Child migration is the migration of children, without their parents, to another country or region. In many cases this has involved the forced migration of children in care, to be used as child labour.
During the late 19th and early 20th centuries, many Aboriginal Australian children were removed from their families and placed in institutions and foster homes, in what became known as the Stolen Generations.
130,000 children were migrated to Australia under assisted child migration schemes from Great Britain alone, with a small number from Malta. Child migrants were adopted or brought up in children's homes, institutions, orphanages or foster care. A large portion of these children were used in slave labour by the churches in Australia. Many of these children experienced neglect and abuse while in institutional care.
In November 2009 Australian Prime Minister, Kevin Rudd formally apologized to "Forgotten Australians" and child migrants on behalf of the nation. "Forgotten Australians" is a term the Australian Senate has used to describe children who were brought up in orphanages, children's homes, institutions or foster care in Australia. Child migrants are a specific group of "Forgotten Australians".
Child migration was a phenomenon associated with the migration of Bulgarian market-gardeners to Austria-Hungary in the second half of 19th and early 20th Century, due to the use of child labor (mostly boys) in market-gardening. Child labor brought master gardeners the biggest profit since children did not get paid but worked as apprentices for their keep only. Younger children helped in the gardens and learned gardening skills, while those who were already physically strong performed specialized gardening activities. Different patterns of child migration can be distinguished based on the autobiographies and personal life stories of market-gardeners: children who migrated with their market-gardening parents as a family or those of market-gardeners who were born abroad; children who migrated with one of the parents (usually the market-gardening father) or with relatives of the market-gardening father so as to “learn the craft”; children who migrated with their market-gardening parents as a family, then the parents returned to their homeland with the younger children, while the older child was left abroad to work “on a garden” and make his own living, thus supporting his family financially.

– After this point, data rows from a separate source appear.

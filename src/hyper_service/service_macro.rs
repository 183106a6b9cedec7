/// Builds a [`RouterService`](crate::hyper_service::RouterService) from a
/// route table of async handlers, with an optional `_ =>` not-found handler.
#[macro_export]
macro_rules! router_service {
    {@entry $router:expr, ANY, $pattern:expr, $h:expr} => {
        $router.any($pattern, $h)
    };
    {@entry $router:expr, [$($method:ident),+], $pattern:expr, $h:expr} => {
        $router.route(&[$($crate::Method::$method),+], $pattern, $h)
    };
    {@entry $router:expr, $method:ident, $pattern:expr, $h:expr} => {
        $router.route(&[$crate::Method::$method], $pattern, $h)
    };

    {$($method:tt $pattern:expr => $h:expr),+ ; _ => $default:expr} => {{
        let mut __router: $crate::Router<$crate::hyper_service::BoxHandler> = $crate::Router::new();
        $($crate::router_service!(@entry __router, $method, $pattern, $h);)+
        __router.with_not_found($default)
    }};

    {$($method:tt $pattern:expr => $h:expr),+ $(,)?} => {{
        let mut __router: $crate::Router<$crate::hyper_service::BoxHandler> = $crate::Router::new();
        $($crate::router_service!(@entry __router, $method, $pattern, $h);)+
        __router.into_service()
    }};
}
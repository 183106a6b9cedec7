//! A segment-tree URL router.
//!
//! Patterns are `/`-separated. A segment starting with `:` captures one path
//! segment under the name that follows, a final segment starting with `*`
//! captures the rest of the path, and every other segment must match
//! literally. A capture whose name has a validator registered (see
//! [`Router::add_regex`]) only accepts segments the validator matches in
//! full.
//!
//! The same name may be captured more than once along a path; every
//! occurrence is kept, in path order.
//!
//! ```
//! use pathtree::{Method, Router};
//!
//! let mut router: Router<&str> = Router::new();
//! router
//!     .add_regex("p", r"\w+")
//!     .insert("/tests/:p", &[Method::GET], "tests")
//!     .insert("/test/:u/:u", &[], "pair");
//!
//! let (data, caps) = router.find(&Method::GET, "/tests/abc").unwrap();
//! assert_eq!((*data, caps.get("p")), ("tests", Some("abc")));
//! assert!(router.find(&Method::GET, "/tests/ab!c").is_err());
//!
//! let (_, caps) = router.find(&Method::PUT, "/test/A/B").unwrap();
//! assert_eq!(caps.get_all("u").collect::<Vec<_>>(), ["A", "B"]);
//! ```

#![forbid(unsafe_code)]

mod strmap;

pub mod dispatch;
pub mod params;
pub mod router;

#[cfg(feature = "hyper-service")]
pub mod hyper_service;

pub use crate::dispatch::Dispatcher;
pub use crate::params::Params;
pub use crate::router::{Captures, MatchError, Router, RouterError};

pub use http::Method;
mod captures;
mod core;
mod endpoint;
mod error;
mod imp;
mod matcher;
mod registry;
mod segment;

pub use self::captures::Captures;
pub use self::error::{AllowedMethods, MatchError, RouterError};
pub use self::registry::RegexRegistry;

use self::endpoint::MethodTable;
use crate::strmap::StrMap;

/// Segment tree of registered patterns plus the validators that constrain
/// its dynamic segments.
///
/// Registration needs `&mut self`; matching is a read-only walk, so a router
/// behind an `Arc` serves any number of threads without locking.
#[derive(Debug)]
pub struct Router<T> {
    root: Node,
    endpoints: Vec<T>,
    regexes: RegexRegistry,
}

#[derive(Debug, Default)]
struct Node {
    statics: StrMap<Node>,
    dynamic: Option<Box<Child>>,
    catch_all: Option<Box<Child>>,
    methods: MethodTable,
}

/// A named edge: the dynamic or catch-all slot of a node.
#[derive(Debug)]
struct Child {
    name: Box<str>,
    node: Node,
}

impl Child {
    fn new(name: &str) -> Box<Self> {
        Box::new(Self {
            name: name.into(),
            node: Node::default(),
        })
    }
}
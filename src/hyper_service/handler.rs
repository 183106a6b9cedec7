use super::{BoxError, BoxFuture, Request, Response, StdError};

use std::future::Future;

/// Async request handler. Path parameters are read from the request with
/// [`params::get_value`](crate::params::get_value) and friends.
pub trait Handler {
    fn call(&self, req: Request) -> BoxFuture<'static, Result<Response, BoxError>>;
}

pub type BoxHandler = Box<dyn Handler + Send + Sync>;

impl Handler for BoxHandler {
    fn call(&self, req: Request) -> BoxFuture<'static, Result<Response, BoxError>> {
        Handler::call(&**self, req)
    }
}

impl<F, E, Fut> Handler for F
where
    F: Fn(Request) -> Fut,
    E: StdError + Send + Sync + 'static,
    Fut: Future<Output = Result<Response, E>> + Send + 'static,
{
    fn call(&self, req: Request) -> BoxFuture<'static, Result<Response, BoxError>> {
        let fut = (self)(req);
        Box::pin(async move {
            match fut.await {
                Ok(r) => Ok(r),
                Err(e) => Err(Box::new(e) as BoxError),
            }
        })
    }
}
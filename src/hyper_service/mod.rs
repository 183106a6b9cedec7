//! A `hyper` service over a [`Dispatcher`](crate::Dispatcher) of async handlers.

mod handler;
mod service;
mod service_macro;

pub use self::handler::{BoxHandler, Handler};
pub use self::service::RouterService;

use std::error::Error as StdError;
use std::future::Future;
use std::pin::Pin;

type Request = hyper::Request<hyper::Body>;
type Response = hyper::Response<hyper::Body>;

type BoxFuture<'a, T> = Pin<Box<dyn Future<Output = T> + Send + 'a>>;
type BoxError = Box<dyn StdError + Send + Sync>;
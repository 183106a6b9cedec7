use super::fallback::Fallback;
use super::handler::Handler;
use crate::params::{self, Params};
use crate::router::{MatchError, Router};

use http::{Request, Response};
use percent_encoding::percent_decode_str;

/// Routes requests to the handlers of an immutable [`Router`].
///
/// Holds no per-request state, so a dispatcher shared behind an `Arc` can
/// serve requests from any number of threads at once.
#[derive(Debug)]
pub struct Dispatcher<H> {
    router: Router<H>,
    not_found: Option<H>,
    method_not_allowed: Option<H>,
}

/// What should answer a request.
#[derive(Debug)]
pub enum Target<'a, H> {
    Handler(&'a H),
    Fallback(Fallback),
}

impl<H> Dispatcher<H> {
    pub fn new(router: Router<H>) -> Self {
        Self {
            router,
            not_found: None,
            method_not_allowed: None,
        }
    }

    pub fn with_not_found(mut self, handler: H) -> Self {
        self.not_found = Some(handler);
        self
    }

    /// The handler finds the allowed methods with
    /// [`allowed_methods`](super::allowed_methods).
    pub fn with_method_not_allowed(mut self, handler: H) -> Self {
        self.method_not_allowed = Some(handler);
        self
    }

    pub fn router(&self) -> &Router<H> {
        &self.router
    }

    /// Matches `req` and prepares it for the handler that should answer it.
    ///
    /// The path is percent-decoded before matching, so captured values are
    /// decoded too.
    ///
    /// On a match the captured parameters are attached to `req`. On a
    /// method mismatch the allowed methods are attached instead.
    pub fn route<B>(&self, req: &mut Request<B>) -> Target<'_, H> {
        let found = {
            let path = percent_decode_str(req.uri().path()).decode_utf8_lossy();
            self.router
                .find(req.method(), &path)
                .map(|(handler, caps)| (handler, Params::from(caps)))
        };
        match found {
            Ok((handler, store)) => {
                params::attach(req, store);
                Target::Handler(handler)
            }
            Err(MatchError::NotFound) => {
                tracing::debug!(method = %req.method(), path = req.uri().path(), "not found");
                match self.not_found {
                    Some(ref h) => Target::Handler(h),
                    None => Target::Fallback(Fallback::NotFound),
                }
            }
            Err(MatchError::MethodNotAllowed(allowed)) => {
                tracing::debug!(
                    method = %req.method(),
                    path = req.uri().path(),
                    %allowed,
                    "method not allowed"
                );
                match self.method_not_allowed {
                    Some(ref h) => {
                        req.extensions_mut().insert(allowed);
                        Target::Handler(h)
                    }
                    None => Target::Fallback(Fallback::MethodNotAllowed(allowed)),
                }
            }
        }
    }

    /// Answers `req` synchronously.
    pub fn handle<B>(&self, mut req: Request<B>) -> Response<B>
    where
        H: Handler<B>,
        B: From<&'static str>,
    {
        match self.route(&mut req) {
            Target::Handler(h) => h.call(req),
            Target::Fallback(f) => f.into_response(),
        }
    }
}

impl<H> From<Router<H>> for Dispatcher<H> {
    fn from(router: Router<H>) -> Self {
        Self::new(router)
    }
}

The Canadian Indian residential school system, founded in the 19th century, was intended to force the assimilation of the Aboriginal peoples in Canada into European-Canadian society. The last residential school was closed in 1996. On June 11, 2008, Prime Minister Stephen Harper apologized, on behalf of the sitting Cabinet, in front of an audience of Aboriginal delegates, and in an address that was broadcast nationally on the CBC, for the past governments' policies of assimilation. In 2009, Pope Benedict XVI expressed his sorrow at "the anguish caused by the deplorable conduct of some members of the Church" and offered his "sympathy and prayerful solidarity".

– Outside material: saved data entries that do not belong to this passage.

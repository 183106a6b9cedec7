use pathtree::dispatch::{allowed_methods, BoxHandler, Dispatcher, Fallback, Target};
use pathtree::params::{get_value, get_values};
use pathtree::{router, Method, Router};

use std::sync::Arc;

use http::header::ALLOW;
use http::{Request, Response, StatusCode};

type Handler = BoxHandler<String>;

fn text(body: &'static str) -> Handler {
    Box::new(move |_: Request<String>| Response::new(body.to_owned()))
}

fn request(method: Method, path: &str) -> Request<String> {
    Request::builder()
        .method(method)
        .uri(path)
        .body(String::new())
        .unwrap()
}

#[test]
fn dispatch_default_fallbacks() {
    let mut router: Router<Handler> = Router::new();
    router.insert("/items", &[Method::GET, Method::POST], text("items"));
    let dispatcher = Dispatcher::new(router);

    let res = dispatcher.handle(request(Method::GET, "/items"));
    assert_eq!(res.status(), StatusCode::OK);
    assert_eq!(res.body(), "items");

    let res = dispatcher.handle(request(Method::GET, "/nothing/here"));
    assert_eq!(res.status(), StatusCode::NOT_FOUND);
    assert_eq!(res.body(), "404 Not Found");

    let res = dispatcher.handle(request(Method::DELETE, "/items"));
    assert_eq!(res.status(), StatusCode::METHOD_NOT_ALLOWED);
    assert_eq!(res.headers()[ALLOW], "GET, POST");
}

#[test]
fn dispatch_custom_fallbacks() {
    let mut router: Router<Handler> = Router::new();
    router.insert("/items", &[Method::GET], text("items"));

    let not_found: Handler = Box::new(|req: Request<String>| {
        let mut res = Response::new(format!("no {}", req.uri().path()));
        *res.status_mut() = StatusCode::NOT_FOUND;
        res
    });
    let not_allowed: Handler = Box::new(|req: Request<String>| {
        let allowed = allowed_methods(&req).map(|a| a.to_string()).unwrap_or_default();
        let mut res = Response::new(format!("try {}", allowed));
        *res.status_mut() = StatusCode::METHOD_NOT_ALLOWED;
        res
    });

    let dispatcher = Dispatcher::new(router)
        .with_not_found(not_found)
        .with_method_not_allowed(not_allowed);

    let res = dispatcher.handle(request(Method::GET, "/missing"));
    assert_eq!(res.status(), StatusCode::NOT_FOUND);
    assert_eq!(res.body(), "no /missing");

    let res = dispatcher.handle(request(Method::PUT, "/items"));
    assert_eq!(res.status(), StatusCode::METHOD_NOT_ALLOWED);
    assert_eq!(res.body(), "try GET");
}

#[test]
fn dispatch_returns_handler_response_unchanged() {
    let mut router: Router<Handler> = Router::new();
    router.insert(
        "/teapot/:name",
        &[],
        Box::new(|req: Request<String>| {
            let mut res = Response::new(get_value("name", &req, 0).to_owned());
            *res.status_mut() = StatusCode::IM_A_TEAPOT;
            res.headers_mut().insert("x-kind", "tea".parse().unwrap());
            res
        }),
    );
    let dispatcher = Dispatcher::from(router);

    let res = dispatcher.handle(request(Method::PATCH, "/teapot/earl"));
    assert_eq!(res.status(), StatusCode::IM_A_TEAPOT);
    assert_eq!(res.headers()["x-kind"], "tea");
    assert_eq!(res.body(), "earl");
}

#[test]
fn dispatch_route_targets() {
    let router: Router<u8> = router! {
        GET "/a/:x" => 1,
        [PUT, DELETE] "/a/:x/b" => 2,
        ANY "/c" => 3,
    };
    let dispatcher = Dispatcher::new(router).with_not_found(0);

    let mut req = request(Method::GET, "/a/q");
    match dispatcher.route(&mut req) {
        Target::Handler(&h) => assert_eq!(h, 1),
        t => panic!("unexpected: {:?}", t),
    }
    assert_eq!(get_values("x", &req), ["q"]);

    let mut req = request(Method::POST, "/c");
    assert!(matches!(dispatcher.route(&mut req), Target::Handler(&3)));

    let mut req = request(Method::GET, "/zzz");
    assert!(matches!(dispatcher.route(&mut req), Target::Handler(&0)));

    let mut req = request(Method::GET, "/a/q/b");
    match dispatcher.route(&mut req) {
        Target::Fallback(Fallback::MethodNotAllowed(allowed)) => {
            assert_eq!(allowed.to_string(), "DELETE, PUT");
        }
        t => panic!("unexpected: {:?}", t),
    }
    assert!(get_values("x", &req).is_empty());
}

#[test]
fn dispatch_concurrent_requests_keep_params_apart() {
    let mut router: Router<Handler> = Router::new();
    router.insert(
        "/n/:a/:b/:a",
        &[Method::GET],
        Box::new(|req: Request<String>| {
            let a = get_values("a", &req).join(",");
            let b = get_value("b", &req, 0);
            Response::new(format!("{}|{}", a, b))
        }),
    );
    let dispatcher = Arc::new(Dispatcher::new(router));

    const N: usize = 64;
    std::thread::scope(|s| {
        let handles: Vec<_> = (0..N)
            .map(|i| {
                let dispatcher = Arc::clone(&dispatcher);
                s.spawn(move || {
                    let path = format!("/n/a{}/b{}/c{}", i, i, i);
                    let res = dispatcher.handle(request(Method::GET, &path));
                    (i, res.into_body())
                })
            })
            .collect();

        for h in handles {
            let (i, body) = h.join().unwrap();
            assert_eq!(body, format!("a{},c{}|b{}", i, i, i));
        }
    });
}

#[test]
fn dispatch_matches_decoded_path() {
    let mut router: Router<Handler> = Router::new();
    router.insert(
        "/h/:name",
        &[Method::GET],
        Box::new(|req: Request<String>| Response::new(get_value("name", &req, 0).to_owned())),
    );
    router.insert("/caf\u{e9}", &[Method::GET], text("cafe"));
    let dispatcher = Dispatcher::new(router);

    let res = dispatcher.handle(request(Method::GET, "/h/John%20Doe"));
    assert_eq!(res.status(), StatusCode::OK);
    assert_eq!(res.body(), "John Doe");

    let res = dispatcher.handle(request(Method::GET, "/caf%C3%A9"));
    assert_eq!(res.body(), "cafe");
}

310 children were emigrated from Malta to Australia between 1950 and 1965 under the ‘Child Migration to Australia Scheme’ following an agreement between the Australian Catholic Immigration committee and the Emigration and Labour Minister on 9 December 1949. Most of the Maltese children sent to Australia under this scheme came either from government orphanages or Church children’s homes and all were said to have left with their parents’ consent. The Australian government had offered to welcome Maltese boys, aged between eight and 11, and girls aged between five and 10 years into Catholic institutions and promised to offer them employment supervised by the responsible Catholic authorities. One of these children became a priest and many others embarked on a career though many grew up hurt knowing that their parents had consented to their departure from home. The Maltese emigrants were included in the Australian Prime Minister's 2009 public apology to those who suffered abuse at the hands of their carers in institutions, orphanages and foster care.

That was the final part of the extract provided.